Lässt sich Liebe denn überhaupt reparieren?
Beim Wort „reparieren“ muss ich schmunzeln. Ich bin ja keine Mechanikerin, bei der man die Liebesbeziehung in der Werkstatt abgeben kann. Ich begleite Paare und setze Impulse. Die eigentliche Arbeit, das Reparieren, liegt beim Paar selbst.
Raten Sie Paaren denn auch zur Trennung?
Ratschläge wie „Da wäre es besser, wenn sie sich trennen“ oder „Sie sollten auf jeden Fall zusammenbleiben“ spreche ich nicht aus. Ich begleite Paare, damit jeder für sich herausfindet, wo er steht und wo er hin möchte. Das kann durchaus auch eine Trennung sein.
Wenn es soweit kommt: Wie übersteht man eine Trennung ohne allzu schlimmen Liebeskummer?
Trennungen haben immer etwas mit Abschied zu tun. Manchen Menschen fallen Abschiede leichter, anderen schwerer. Da braucht es Zeit und Geduld, Freunde und Familie und vielleicht auch professionelle Unterstützung, um die eigenen Ressourcen wieder aufzudecken und zu erkennen.
Wie prägend ist eine Trennung für künftige Liebesbeziehungen?
Gerade wenn eine Trennung für eine Person sehr schmerzhaft war, kann das natürlich Narben hinterlassen, die wohl auch immer bleiben. Diese Narben können aber trotzdem verheilen – und eine Erinnerung dafür sein, immer gut auf sich aufzupassen. Das alles heißt aber nicht, dass man sich nach einer schwierigen Trennung nicht wieder auf eine neue Beziehung einlassen kann. Das sollte man auf alle Fälle! Liebe ist immer ein Wagnis – jedes Mal wieder.
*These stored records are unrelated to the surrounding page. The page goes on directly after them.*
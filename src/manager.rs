use crate::config::Config;
use crate::error::LoadError;
use crate::schema::{drop_table_sql, quote_ident, TableSchema};
use crate::session::Session;
use diesel::connection::SimpleConnection;
use diesel::prelude::*;
use diesel::result::ConnectionError;
use diesel::sqlite::SqliteConnection;
use diesel::sql_query;
use diesel::sql_types::{Integer, Text};
use log::{debug, info, warn};

#[derive(QueryableByName)]
struct TableName {
    #[sql_type = "Text"]
    name: String,
}

/// A column as the live database reports it.
#[derive(QueryableByName, Debug, Clone, PartialEq, Eq)]
pub struct ReflectedColumn {
    #[sql_type = "Text"]
    pub name: String,
    #[sql_type = "Text"]
    #[column_name = "type"]
    pub kind: String,
    #[sql_type = "Integer"]
    pub notnull: i32,
    #[sql_type = "Integer"]
    pub pk: i32,
}

/// What `delete_if_exists` ended up doing.
#[derive(Clone, Copy, Debug, PartialEq, Eq)]
pub enum DropOutcome {
    Absent,
    Dropped,
    /// The drop was attempted and failed; the failure has been logged.
    Failed,
}

/// Owns the lifecycle of the news tables behind one connection string.
#[derive(Clone, Debug)]
pub struct NewsManager {
    config: Config,
}

impl NewsManager {
    pub fn new(config: Config) -> Self {
        NewsManager { config }
    }

    pub fn config(&self) -> &Config {
        &self.config
    }

    /// Opens a fresh connection. For `sqlite://` every session gets its own
    /// in-memory database.
    pub fn open_session(&self) -> Result<Session, ConnectionError> {
        let path = self.config.sqlite_path();
        let conn = SqliteConnection::establish(path)?;
        Ok(Session::new(conn, path))
    }

    pub fn table_names(&self) -> Result<Vec<String>, LoadError> {
        let session = self.open_session()?;
        Ok(table_names(session.connection())?)
    }

    pub fn reflect_columns(&self, table_name: &str) -> Result<Vec<ReflectedColumn>, LoadError> {
        let session = self.open_session()?;
        Ok(reflect_columns(session.connection(), table_name)?)
    }

    /// Drops `table_name` if the live schema has it.
    ///
    /// Failures are logged and swallowed, so a table that cannot be dropped
    /// survives alongside whatever is created next.
    pub fn delete_if_exists(&self, table_name: &str) -> DropOutcome {
        match self.try_delete(table_name) {
            Ok(outcome) => outcome,
            Err(err) => {
                warn!("Could not delete table {}: {}", table_name, err);
                DropOutcome::Failed
            }
        }
    }

    fn try_delete(&self, table_name: &str) -> Result<DropOutcome, LoadError> {
        let session = self.open_session()?;
        let conn = session.connection();

        if !table_names(conn)?.iter().any(|name| name == table_name) {
            debug!("table {} does not exist, nothing to drop", table_name);
            return Ok(DropOutcome::Absent);
        }

        let columns = reflect_columns(conn, table_name)?;
        debug!(
            "reflected {} with columns {:?}",
            table_name,
            columns.iter().map(|c| c.name.as_str()).collect::<Vec<_>>()
        );

        info!("Deleting {} table", table_name);
        conn.batch_execute(&drop_table_sql(table_name))?;
        debug!("successfully dropped table {}", table_name);
        Ok(DropOutcome::Dropped)
    }

    /// Creates the table described by `schema` unless it is already there.
    pub fn create_table(&self, schema: &TableSchema) -> Result<(), LoadError> {
        let session = self.open_session()?;
        session.connection().batch_execute(&schema.create_sql())?;
        info!("created table {}", schema.name);
        Ok(())
    }

    /// Best-effort drop followed by a create that must succeed.
    pub fn recreate(&self, schema: &TableSchema) -> Result<DropOutcome, LoadError> {
        let outcome = self.delete_if_exists(schema.name);
        self.create_table(schema)?;
        Ok(outcome)
    }
}

fn table_names(conn: &SqliteConnection) -> QueryResult<Vec<String>> {
    let names = sql_query(
        "SELECT name FROM sqlite_master WHERE type = 'table' AND name NOT LIKE 'sqlite_%' ORDER BY name",
    )
    .load::<TableName>(conn)?;
    Ok(names.into_iter().map(|table| table.name).collect())
}

fn reflect_columns(conn: &SqliteConnection, table_name: &str) -> QueryResult<Vec<ReflectedColumn>> {
    sql_query(format!("PRAGMA table_info({})", quote_ident(table_name))).load(conn)
}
Was macht eine gute Beziehung eigentlich aus?
Wichtig ist in erster Linie, dass ich mich mit der anderen Person wohlfühle. Das ist natürlich ein sehr individuelles Gefühl. Die Beziehung sollte etwas Freiwilliges sein. Beide Partner sollten noch ein autonomes Leben haben. Ich finde diesen Satz sehr schön: „Ich liebe dich, aber ich brauche dich nicht“. Es ist schön, wenn der Andere da ist und ich die Nähe zu ihm genieße. Aber es sollte mir auch gut gehen, wenn er nicht da ist.
Sollte vielleicht jedes Paar einmal zur Paartherapie gehen?
Hm. Ich finde, man kann das nicht grundsätzlich sagen. Generell empfehle ich Paaren, lieber zu früh als zu spät zu kommen. Wenn ich allerdings nicht das Gefühl habe, Unterstützung zu brauchen, weiß ich nicht, was ich dort überhaupt besprechen soll. Aber es gibt Paare, die Krisen überstanden haben und weiterhin zu mir kommen. Für die ist der Besuch ähnlich wie ein Wellnesswochenende, das man sich einmal im Jahr gönnt.